[Saved data entries]
--------

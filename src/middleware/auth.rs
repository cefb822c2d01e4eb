use axum::{
    extract::{Request, State},
    middleware::Next,
    response::{IntoResponse, Response},
};
use jsonwebtoken::{decode, Algorithm, DecodingKey, Validation};
use serde::{Deserialize, Serialize};

use crate::error::Error;
use crate::models::caller::{CallerContext, Role};
use crate::AppState;

#[derive(Debug, Clone, Serialize, Deserialize)]
pub struct Claims {
    pub sub: String,
    pub exp: usize,
    pub role: Option<String>,
    #[serde(default)]
    pub institution_id: Option<String>,
}

impl Claims {
    pub fn into_caller(self) -> Option<CallerContext> {
        let role = Role::parse(self.role.as_deref()?)?;
        Some(CallerContext::new(self.sub, role, self.institution_id))
    }
}

fn unauthorized(code: &str) -> Response {
    Error::Unauthorized(code.to_string()).into_response()
}

/// Decodes the bearer token and attaches the caller to the request.
pub async fn require_bearer_auth(
    State(state): State<AppState>,
    mut req: Request,
    next: Next,
) -> Response {
    let Some(auth_header) = req.headers().get(axum::http::header::AUTHORIZATION) else {
        return unauthorized("missing_authorization");
    };
    let Ok(auth_str) = auth_header.to_str() else {
        return unauthorized("bad_authorization");
    };
    let Some(token) = auth_str.strip_prefix("Bearer ") else {
        return unauthorized("unsupported_scheme");
    };

    let mut validation = Validation::new(Algorithm::HS256);
    validation.validate_exp = true;
    let claims = match decode::<Claims>(
        token,
        &DecodingKey::from_secret(state.jwt_secret.as_bytes()),
        &validation,
    ) {
        Ok(data) => data.claims,
        Err(_) => return unauthorized("invalid_token"),
    };

    let Some(caller) = claims.into_caller() else {
        tracing::warn!("Token carries no recognised role");
        return Error::Authorization("unknown_role".to_string()).into_response();
    };
    req.extensions_mut().insert(caller);
    next.run(req).await
}
pub mod assessment;
pub mod caller;
pub mod draft;
pub mod publishing;
pub mod question;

--------

AIM OF THE TASK: After locating the line with "validation.validate_exp = true;" in the records above, please set down that line and all later ones exactly, and no other line.

ANSWER SPACE:
    validation.validate_exp = true;
    let claims = match decode::<Claims>(
        token,
        &DecodingKey::from_secret(state.jwt_secret.as_bytes()),
        &validation,
    ) {
        Ok(data) => data.claims,
        Err(_) => return unauthorized("invalid_token"),
    };

    let Some(caller) = claims.into_caller() else {
        tracing::warn!("Token carries no recognised role");
        return Error::Authorization("unknown_role".to_string()).into_response();
    };
    req.extensions_mut().insert(caller);
    next.run(req).await
}
pub mod assessment;
pub mod caller;
pub mod draft;
pub mod publishing;
pub mod question;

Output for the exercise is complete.